A welcome development is the active Integrity Commission Parliamentary Oversight Committee under its new chair. It must, however, stay within its proper role of overseeing procedures and operations and not attempt to substitute for the Joint Select Committees reviewing the Integrity Commission Act and Protected Disclosures Act. The public has received no meaningful update on the JSC’s work or timeline for its report. This vacuum fuels speculation and undermines accountability. The Oversight Committee’s focus should complement, not eclipse, the broader legislative review essential for strengthening the IC Act.
AUDITOR GENERAL’S ROLE
There continues to be debate around the auditor general’s role on the commission. As a commissioner, the auditor general provides strategic oversight and governance. She is not involved in the commission’s day-to-day operations, which are led by the executive director and statutory directors. Any potential conflict of duty can be managed through established recusal protocols and other mechanisms. This should not be confused with an actual conflict of interest. Decades of incident-free service demonstrate that her expertise strengthens the commission without compromising its independence or the auditor general’s audit function.
The path forward demands urgency on several fronts. First, the JSC reviewing both the Integrity Commission Act and the Protected Disclosure Act must table its report promptly and facilitate broad public consultation. Amendments should focus on strengthening, not diluting, the IC: removal of the gag clause balanced with adequate investigative leeway, enhanced protections for whistleblowers, and resources to match the commission’s expanding remit. Second, Parliament should move decisively towards constitutional entrenchment. This would require cross-party consensus, but the public interest demands it. Entrenchment would not immunise the IC from judicial scrutiny as challenges on procedural grounds or rights violations would remain available, but it would raise the bar against existential attacks on its core functions.

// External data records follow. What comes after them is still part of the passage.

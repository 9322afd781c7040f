//! Declarative table layout, loadable from JSON.

use super::{DcfTable, TableError};
use serde::{Deserialize, Serialize};

/// The shape of a model: its line items and year range.
///
/// ```json
/// {"rows": ["Gross Revenue", "Vacancy"], "initial_year": 2024, "num_years": 10}
/// ```
#[derive(Debug, Clone, PartialEq, Eq, Serialize, Deserialize)]
pub struct GridSpec {
    #[serde(default)]
    pub rows: Vec<String>,
    pub initial_year: i32,
    pub num_years: usize,
}

impl GridSpec {
    pub fn build(&self) -> Result<DcfTable, TableError> {
        DcfTable::new(self.rows.iter().cloned(), self.initial_year, self.num_years)
    }
}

The IC is not beyond criticism. Its powers demand robust scrutiny, and there are several areas that require improvement. Its recent press briefing was a positive step and should become regular, quarterly, and livestreamed. Public education on both corruption risks and whistleblowing mechanisms remains essential but needs improvement. Jamaica’s democracy depends on institutions that can operate effectively and independently. Partial reforms and procedural delays only embolden corruption. Let the Integrity Commission do its work.